# Directions:
Find the string "padding" in the material. Copy every line that has it.

### Input data ###

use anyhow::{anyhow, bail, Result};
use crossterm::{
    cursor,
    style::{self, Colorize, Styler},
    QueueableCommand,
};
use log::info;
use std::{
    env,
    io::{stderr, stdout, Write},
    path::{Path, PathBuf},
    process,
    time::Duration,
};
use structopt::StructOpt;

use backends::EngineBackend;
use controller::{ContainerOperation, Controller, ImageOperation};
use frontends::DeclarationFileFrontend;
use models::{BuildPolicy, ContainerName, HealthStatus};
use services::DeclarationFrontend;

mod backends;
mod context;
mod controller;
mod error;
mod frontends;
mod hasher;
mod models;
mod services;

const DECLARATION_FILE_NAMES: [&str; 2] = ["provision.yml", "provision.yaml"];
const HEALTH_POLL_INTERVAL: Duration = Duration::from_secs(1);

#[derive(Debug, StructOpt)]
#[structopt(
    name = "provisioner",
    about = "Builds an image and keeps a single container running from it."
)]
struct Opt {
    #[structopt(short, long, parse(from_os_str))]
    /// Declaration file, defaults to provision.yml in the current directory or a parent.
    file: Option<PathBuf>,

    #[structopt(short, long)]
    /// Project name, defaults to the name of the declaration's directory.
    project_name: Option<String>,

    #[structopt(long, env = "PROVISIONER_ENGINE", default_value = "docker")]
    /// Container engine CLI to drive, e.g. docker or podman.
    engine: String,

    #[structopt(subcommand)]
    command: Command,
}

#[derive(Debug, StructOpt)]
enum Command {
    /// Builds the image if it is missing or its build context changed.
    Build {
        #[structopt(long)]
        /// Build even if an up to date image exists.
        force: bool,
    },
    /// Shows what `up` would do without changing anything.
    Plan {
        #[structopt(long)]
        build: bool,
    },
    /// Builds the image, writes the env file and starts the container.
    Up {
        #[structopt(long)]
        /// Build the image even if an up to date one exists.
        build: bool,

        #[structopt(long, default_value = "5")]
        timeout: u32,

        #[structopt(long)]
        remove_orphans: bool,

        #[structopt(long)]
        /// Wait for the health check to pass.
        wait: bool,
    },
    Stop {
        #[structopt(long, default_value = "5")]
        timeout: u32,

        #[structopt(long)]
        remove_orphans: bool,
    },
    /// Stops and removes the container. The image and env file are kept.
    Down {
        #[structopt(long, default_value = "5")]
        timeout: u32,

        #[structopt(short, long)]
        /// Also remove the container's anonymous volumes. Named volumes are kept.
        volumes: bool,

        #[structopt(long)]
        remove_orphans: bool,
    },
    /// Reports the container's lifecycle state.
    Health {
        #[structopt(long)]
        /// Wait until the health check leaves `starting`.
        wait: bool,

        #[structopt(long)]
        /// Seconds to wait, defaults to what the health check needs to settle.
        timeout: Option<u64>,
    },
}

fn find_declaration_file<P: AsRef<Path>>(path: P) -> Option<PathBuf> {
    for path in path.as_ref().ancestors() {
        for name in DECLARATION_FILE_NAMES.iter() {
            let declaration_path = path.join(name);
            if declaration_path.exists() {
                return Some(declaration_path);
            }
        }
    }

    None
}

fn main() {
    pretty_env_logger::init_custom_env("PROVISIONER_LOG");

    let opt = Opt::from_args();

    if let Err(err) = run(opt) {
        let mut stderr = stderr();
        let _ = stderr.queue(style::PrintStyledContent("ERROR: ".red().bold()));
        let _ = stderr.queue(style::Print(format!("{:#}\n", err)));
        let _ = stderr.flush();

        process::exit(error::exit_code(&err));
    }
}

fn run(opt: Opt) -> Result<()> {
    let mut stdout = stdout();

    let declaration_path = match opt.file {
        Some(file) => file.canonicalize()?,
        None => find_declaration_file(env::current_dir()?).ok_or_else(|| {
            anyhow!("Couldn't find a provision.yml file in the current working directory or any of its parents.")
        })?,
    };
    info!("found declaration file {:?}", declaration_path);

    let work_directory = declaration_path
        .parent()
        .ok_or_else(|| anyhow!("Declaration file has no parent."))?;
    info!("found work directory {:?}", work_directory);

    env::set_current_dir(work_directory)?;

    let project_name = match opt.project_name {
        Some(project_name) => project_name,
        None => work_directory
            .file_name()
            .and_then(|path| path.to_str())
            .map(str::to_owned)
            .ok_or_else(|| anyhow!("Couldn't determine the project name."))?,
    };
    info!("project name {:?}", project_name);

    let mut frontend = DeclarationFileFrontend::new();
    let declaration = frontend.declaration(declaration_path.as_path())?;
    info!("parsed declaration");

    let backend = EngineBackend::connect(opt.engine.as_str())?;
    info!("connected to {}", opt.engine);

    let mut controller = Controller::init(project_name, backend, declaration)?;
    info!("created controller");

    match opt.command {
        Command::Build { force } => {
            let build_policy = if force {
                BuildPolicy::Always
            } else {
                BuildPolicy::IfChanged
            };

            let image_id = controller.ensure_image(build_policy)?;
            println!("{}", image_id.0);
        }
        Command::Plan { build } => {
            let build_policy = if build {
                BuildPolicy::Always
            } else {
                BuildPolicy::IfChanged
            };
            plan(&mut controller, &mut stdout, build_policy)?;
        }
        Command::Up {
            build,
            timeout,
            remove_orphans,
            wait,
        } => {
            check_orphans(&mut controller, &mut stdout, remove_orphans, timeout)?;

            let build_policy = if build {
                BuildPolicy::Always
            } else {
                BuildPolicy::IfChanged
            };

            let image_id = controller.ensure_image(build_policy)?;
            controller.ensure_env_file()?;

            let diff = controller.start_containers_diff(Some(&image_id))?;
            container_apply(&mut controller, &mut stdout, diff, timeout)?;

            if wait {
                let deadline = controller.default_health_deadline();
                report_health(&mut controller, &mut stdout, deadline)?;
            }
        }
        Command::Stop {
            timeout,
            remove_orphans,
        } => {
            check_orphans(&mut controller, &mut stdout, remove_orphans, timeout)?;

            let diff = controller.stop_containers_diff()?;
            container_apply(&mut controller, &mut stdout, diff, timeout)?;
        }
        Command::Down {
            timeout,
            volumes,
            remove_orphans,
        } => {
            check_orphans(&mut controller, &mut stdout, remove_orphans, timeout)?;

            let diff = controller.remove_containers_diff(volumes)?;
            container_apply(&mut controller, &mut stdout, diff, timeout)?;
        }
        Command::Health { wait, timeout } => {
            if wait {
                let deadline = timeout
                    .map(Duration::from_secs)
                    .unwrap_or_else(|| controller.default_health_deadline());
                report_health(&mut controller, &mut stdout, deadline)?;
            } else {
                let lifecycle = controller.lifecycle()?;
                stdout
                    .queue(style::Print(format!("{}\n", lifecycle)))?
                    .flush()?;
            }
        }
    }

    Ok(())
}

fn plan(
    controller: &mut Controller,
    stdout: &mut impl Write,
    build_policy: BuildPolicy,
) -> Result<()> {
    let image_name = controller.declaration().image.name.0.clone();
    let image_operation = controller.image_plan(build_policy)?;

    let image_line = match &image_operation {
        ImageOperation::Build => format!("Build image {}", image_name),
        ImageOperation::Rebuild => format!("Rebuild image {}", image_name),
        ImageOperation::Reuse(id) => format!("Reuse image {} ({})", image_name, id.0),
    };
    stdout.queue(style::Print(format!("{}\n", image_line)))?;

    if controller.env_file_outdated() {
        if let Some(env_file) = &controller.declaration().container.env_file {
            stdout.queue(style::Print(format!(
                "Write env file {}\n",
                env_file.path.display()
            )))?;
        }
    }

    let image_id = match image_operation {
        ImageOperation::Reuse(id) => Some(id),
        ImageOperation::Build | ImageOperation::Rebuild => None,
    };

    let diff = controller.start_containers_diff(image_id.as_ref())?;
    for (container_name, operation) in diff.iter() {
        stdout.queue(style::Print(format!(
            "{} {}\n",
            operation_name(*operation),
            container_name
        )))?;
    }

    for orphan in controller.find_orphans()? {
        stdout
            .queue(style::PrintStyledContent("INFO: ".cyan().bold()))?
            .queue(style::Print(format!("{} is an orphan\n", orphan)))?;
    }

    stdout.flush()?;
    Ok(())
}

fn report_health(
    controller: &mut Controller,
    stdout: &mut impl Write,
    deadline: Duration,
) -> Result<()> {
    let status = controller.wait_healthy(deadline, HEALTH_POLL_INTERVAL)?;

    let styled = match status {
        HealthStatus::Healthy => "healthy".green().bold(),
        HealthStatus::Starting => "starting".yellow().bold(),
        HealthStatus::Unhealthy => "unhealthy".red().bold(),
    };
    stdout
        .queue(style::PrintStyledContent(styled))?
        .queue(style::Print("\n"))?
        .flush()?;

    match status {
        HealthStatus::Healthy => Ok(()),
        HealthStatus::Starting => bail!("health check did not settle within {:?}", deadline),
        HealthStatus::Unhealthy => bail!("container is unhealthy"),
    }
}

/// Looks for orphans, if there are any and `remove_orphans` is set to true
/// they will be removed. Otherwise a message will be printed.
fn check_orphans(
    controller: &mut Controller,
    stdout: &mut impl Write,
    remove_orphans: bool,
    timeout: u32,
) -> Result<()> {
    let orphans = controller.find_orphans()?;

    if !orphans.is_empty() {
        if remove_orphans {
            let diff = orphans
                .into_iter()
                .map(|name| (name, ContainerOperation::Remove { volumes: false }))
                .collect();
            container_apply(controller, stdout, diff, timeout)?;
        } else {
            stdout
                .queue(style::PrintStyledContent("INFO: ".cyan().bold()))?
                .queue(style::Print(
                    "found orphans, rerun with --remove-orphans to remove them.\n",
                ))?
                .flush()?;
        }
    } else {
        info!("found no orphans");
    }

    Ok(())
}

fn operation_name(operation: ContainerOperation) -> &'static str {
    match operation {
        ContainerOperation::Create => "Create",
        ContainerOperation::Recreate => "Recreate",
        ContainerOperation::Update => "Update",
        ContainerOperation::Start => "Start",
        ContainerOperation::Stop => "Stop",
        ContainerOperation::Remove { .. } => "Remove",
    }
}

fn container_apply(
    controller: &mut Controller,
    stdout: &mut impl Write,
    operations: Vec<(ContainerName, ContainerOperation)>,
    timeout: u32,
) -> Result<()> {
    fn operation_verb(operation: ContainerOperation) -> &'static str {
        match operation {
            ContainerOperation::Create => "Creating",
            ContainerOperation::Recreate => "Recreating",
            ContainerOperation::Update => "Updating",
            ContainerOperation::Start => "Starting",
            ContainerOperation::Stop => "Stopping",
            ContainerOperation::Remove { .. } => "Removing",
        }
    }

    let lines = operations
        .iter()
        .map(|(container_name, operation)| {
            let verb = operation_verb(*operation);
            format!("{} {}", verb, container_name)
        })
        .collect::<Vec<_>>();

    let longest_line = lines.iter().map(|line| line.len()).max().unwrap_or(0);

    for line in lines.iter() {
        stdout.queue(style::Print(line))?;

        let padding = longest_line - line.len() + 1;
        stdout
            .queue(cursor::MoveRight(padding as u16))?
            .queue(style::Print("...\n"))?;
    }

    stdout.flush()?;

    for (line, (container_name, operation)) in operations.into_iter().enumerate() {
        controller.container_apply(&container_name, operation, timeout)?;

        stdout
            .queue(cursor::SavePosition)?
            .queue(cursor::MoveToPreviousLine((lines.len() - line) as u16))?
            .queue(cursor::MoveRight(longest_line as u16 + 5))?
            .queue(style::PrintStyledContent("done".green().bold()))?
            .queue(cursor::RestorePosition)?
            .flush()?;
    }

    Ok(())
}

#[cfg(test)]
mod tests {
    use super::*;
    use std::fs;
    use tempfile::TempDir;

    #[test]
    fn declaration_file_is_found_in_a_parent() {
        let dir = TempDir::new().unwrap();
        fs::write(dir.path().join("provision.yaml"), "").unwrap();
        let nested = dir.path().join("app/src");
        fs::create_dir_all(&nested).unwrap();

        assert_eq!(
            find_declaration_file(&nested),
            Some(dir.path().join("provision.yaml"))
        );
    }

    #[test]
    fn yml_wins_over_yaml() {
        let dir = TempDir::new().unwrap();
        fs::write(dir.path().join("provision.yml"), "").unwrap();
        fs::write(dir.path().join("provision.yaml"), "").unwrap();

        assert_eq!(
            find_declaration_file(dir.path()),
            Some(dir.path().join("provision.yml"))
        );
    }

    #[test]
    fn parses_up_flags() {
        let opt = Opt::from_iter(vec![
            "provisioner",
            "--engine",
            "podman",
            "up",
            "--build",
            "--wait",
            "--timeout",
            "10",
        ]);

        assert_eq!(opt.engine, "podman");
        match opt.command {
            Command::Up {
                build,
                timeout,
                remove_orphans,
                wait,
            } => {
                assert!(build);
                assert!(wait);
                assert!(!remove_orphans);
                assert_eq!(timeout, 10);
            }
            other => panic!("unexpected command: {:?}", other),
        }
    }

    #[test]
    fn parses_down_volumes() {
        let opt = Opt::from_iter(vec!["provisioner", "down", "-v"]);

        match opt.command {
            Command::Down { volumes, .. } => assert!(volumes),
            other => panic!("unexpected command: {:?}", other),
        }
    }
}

###

# Written response:
        let padding = longest_line - line.len() + 1;
            .queue(cursor::MoveRight(padding as u16))?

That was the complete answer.